- **Items from a data source**:
== == ==

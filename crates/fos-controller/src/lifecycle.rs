//! Lifecycle Engine
//!
//! Owns the per-element binding table and drives attach/detach.
//!
//! Each element is in one of three states:
//!
//! ```text
//!   Unbound --apply(name)--> Resolving --resolved & still current--> Attached
//!      ^                        |                                       |
//!      +--detach / failure------+----------------detach----------------+
//! ```
//!
//! `apply_controller` detaches synchronously and attaches asynchronously: an
//! element is never bound to two controllers, but it may have none while the
//! new name resolves. Every resolution carries a ticket; a continuation whose
//! ticket no longer matches the element's state is discarded.

use std::cell::{Cell, RefCell};
use std::collections::HashMap;
use std::rc::Rc;

use fos_dom::{Document, NodeId};
use smol::LocalExecutor;
use smol::channel::{Receiver, Sender};

use crate::events::{ControllerEvent, EventListeners, LifecycleEvent};
use crate::{
    Config, ControllerHandle, LifecycleError, Resolution, ResolutionCache, ResolutionEntry, Resolver,
};

/// Observable binding state of an element
#[derive(Debug, Clone)]
pub enum BindingState {
    Unbound,
    Resolving { name: String },
    Attached { name: String, controller: ControllerHandle },
}

impl BindingState {
    /// Controller name of a resolving or attached binding
    pub fn name(&self) -> Option<&str> {
        match self {
            Self::Unbound => None,
            Self::Resolving { name } | Self::Attached { name, .. } => Some(name),
        }
    }

    pub fn is_attached(&self) -> bool {
        matches!(self, Self::Attached { .. })
    }
}

enum Binding {
    Resolving { name: String, ticket: u64 },
    Attached { name: String, controller: ControllerHandle },
}

impl Binding {
    fn name(&self) -> &str {
        match self {
            Self::Resolving { name, .. } | Self::Attached { name, .. } => name,
        }
    }
}

pub(crate) struct Lifecycle {
    document: Rc<RefCell<Document>>,
    config: Rc<Config>,
    cache: Rc<ResolutionCache>,
    resolver: RefCell<Rc<dyn Resolver>>,
    bindings: RefCell<HashMap<NodeId, Binding>>,
    listeners: RefCell<EventListeners>,
    executor: Rc<LocalExecutor<'static>>,
    next_ticket: Cell<u64>,
    settled_tx: Sender<()>,
    settled_rx: Receiver<()>,
}

impl Lifecycle {
    pub(crate) fn new(
        document: Rc<RefCell<Document>>,
        config: Rc<Config>,
        cache: Rc<ResolutionCache>,
        resolver: Rc<dyn Resolver>,
        executor: Rc<LocalExecutor<'static>>,
    ) -> Self {
        // A queued wake-up already covers later completions
        let (settled_tx, settled_rx) = smol::channel::bounded(1);
        Self {
            document,
            config,
            cache,
            resolver: RefCell::new(resolver),
            bindings: RefCell::new(HashMap::new()),
            listeners: RefCell::new(EventListeners::new()),
            executor,
            next_ticket: Cell::new(0),
            settled_tx,
            settled_rx,
        }
    }

    pub(crate) fn document(&self) -> &Rc<RefCell<Document>> {
        &self.document
    }

    pub(crate) fn config(&self) -> &Config {
        &self.config
    }

    pub(crate) fn cache(&self) -> &ResolutionCache {
        &self.cache
    }

    pub(crate) fn listeners(&self) -> &RefCell<EventListeners> {
        &self.listeners
    }

    /// Replace the resolver; cached entries are kept
    pub(crate) fn set_resolver(&self, resolver: Rc<dyn Resolver>) {
        *self.resolver.borrow_mut() = resolver;
    }

    pub(crate) fn state(&self, element: NodeId) -> BindingState {
        match self.bindings.borrow().get(&element) {
            None => BindingState::Unbound,
            Some(Binding::Resolving { name, .. }) => BindingState::Resolving { name: name.clone() },
            Some(Binding::Attached { name, controller }) => BindingState::Attached {
                name: name.clone(),
                controller: controller.clone(),
            },
        }
    }

    pub(crate) fn is_tracked(&self, element: NodeId) -> bool {
        self.bindings.borrow().contains_key(&element)
    }

    /// Number of elements waiting on a resolution
    pub(crate) fn pending(&self) -> usize {
        self.bindings
            .borrow()
            .values()
            .filter(|b| matches!(b, Binding::Resolving { .. }))
            .count()
    }

    /// Wakes once some resolution continuation has finished
    pub(crate) fn settled_signal(&self) -> Receiver<()> {
        self.settled_rx.clone()
    }

    /// Bring the element's binding in line with its attribute.
    ///
    /// `previous` is the attribute value before the change, `None` when the
    /// element was not tracked (or the attribute was absent).
    pub(crate) fn apply_controller(self: &Rc<Self>, previous: Option<&str>, element: NodeId) {
        let current = self
            .document
            .borrow()
            .get_attribute(element, &self.config.target_attribute)
            .map(str::to_string);

        if previous == current.as_deref() {
            return;
        }
        let already_bound = self
            .bindings
            .borrow()
            .get(&element)
            .is_some_and(|b| Some(b.name()) == current.as_deref());
        if already_bound {
            tracing::trace!(%element, controller = ?current, "Binding unchanged");
            return;
        }

        let name = current.filter(|value| !value.is_empty());
        let entry = name.as_deref().map(|name| self.request(name));

        self.detach_controller(element);

        let (Some(name), Some(entry)) = (name, entry) else {
            return;
        };

        let ticket = self.next_ticket.get();
        self.next_ticket.set(ticket + 1);
        self.bindings
            .borrow_mut()
            .insert(element, Binding::Resolving { name, ticket });

        let this = Rc::clone(self);
        self.executor
            .spawn(async move {
                let resolution = entry.resolution().await;
                this.complete(element, ticket, &entry, resolution);
                let _ = this.settled_tx.try_send(());
            })
            .detach();
    }

    /// Detach and forget the element's controller, if any
    pub(crate) fn detach_controller(&self, element: NodeId) {
        let binding = self.bindings.borrow_mut().remove(&element);
        match binding {
            Some(Binding::Attached { name, controller }) => {
                let result = controller.detach(element, &mut self.document.borrow_mut());
                controller.release();
                if let Err(source) = result {
                    report(&LifecycleError::Detach {
                        name: name.clone(),
                        element,
                        source,
                    });
                }
                tracing::debug!(controller = %name, %element, "Controller detached");
                self.emit(LifecycleEvent::Detached, element, &name, controller);
            }
            Some(Binding::Resolving { name, .. }) => {
                tracing::debug!(controller = %name, %element, "Dropped pending resolution");
            }
            None => {}
        }
    }

    fn request(&self, name: &str) -> Rc<ResolutionEntry> {
        let resolver = Rc::clone(&*self.resolver.borrow());
        self.cache.get_or_resolve(name, || {
            tracing::debug!(controller = name, "Resolving controller");
            resolver.resolve(name)
        })
    }

    fn complete(&self, element: NodeId, ticket: u64, entry: &ResolutionEntry, resolution: Resolution) {
        let name = entry.name();
        let factory = match resolution {
            Ok(factory) => factory,
            Err(err) => {
                self.forget(element, ticket);
                if entry.mark_reported() {
                    tracing::error!(controller = name, error = %err, "Error resolving controller");
                }
                return;
            }
        };

        if !self.is_current(element, ticket, name) {
            tracing::debug!(controller = name, %element, "Discarding stale resolution");
            self.forget(element, ticket);
            return;
        }

        let controller = match factory.create() {
            Ok(controller) => controller,
            Err(source) => {
                self.forget(element, ticket);
                report(&LifecycleError::Instantiation {
                    name: name.to_string(),
                    element,
                    source,
                });
                return;
            }
        };

        let handle = ControllerHandle::new(controller, element);
        let attached = handle.attach(element, &mut self.document.borrow_mut());
        if let Err(source) = attached {
            handle.release();
            self.forget(element, ticket);
            report(&LifecycleError::Attach {
                name: name.to_string(),
                element,
                source,
            });
            return;
        }

        self.bindings.borrow_mut().insert(
            element,
            Binding::Attached {
                name: name.to_string(),
                controller: handle.clone(),
            },
        );
        tracing::debug!(controller = name, %element, "Controller attached");
        self.emit(LifecycleEvent::Attached, element, name, handle);
    }

    /// The resolution behind `ticket` is still the one the element wants
    fn is_current(&self, element: NodeId, ticket: u64, name: &str) -> bool {
        let pending = matches!(
            self.bindings.borrow().get(&element),
            Some(Binding::Resolving { ticket: t, .. }) if *t == ticket
        );
        let document = self.document.borrow();
        pending
            && document.is_connected(element)
            && document.get_attribute(element, &self.config.target_attribute) == Some(name)
    }

    /// Drop a resolving binding if it still belongs to `ticket`
    fn forget(&self, element: NodeId, ticket: u64) {
        let mut bindings = self.bindings.borrow_mut();
        if matches!(bindings.get(&element), Some(Binding::Resolving { ticket: t, .. }) if *t == ticket) {
            bindings.remove(&element);
        }
    }

    fn emit(&self, kind: LifecycleEvent, element: NodeId, name: &str, controller: ControllerHandle) {
        let listeners = self.listeners.borrow().listeners_for(element, kind);
        if listeners.is_empty() {
            return;
        }

        let event_type = match kind {
            LifecycleEvent::Attached => &self.config.attached_event,
            LifecycleEvent::Detached => &self.config.detached_event,
        };
        let event = ControllerEvent {
            kind,
            event_type: event_type.clone(),
            target: element,
            name: name.to_string(),
            controller,
        };
        for listener in listeners {
            listener(&event);
        }
    }
}

fn report(err: &LifecycleError) {
    tracing::error!(error = %err, "Controller lifecycle error");
}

== == ==

- **TASK DESCRIPTION**: From the entries above, collect every line with the string "request" in it.

- **RESPONSE AREA**:
        let entry = name.as_deref().map(|name| self.request(name));
    fn request(&self, name: &str) -> Rc<ResolutionEntry> {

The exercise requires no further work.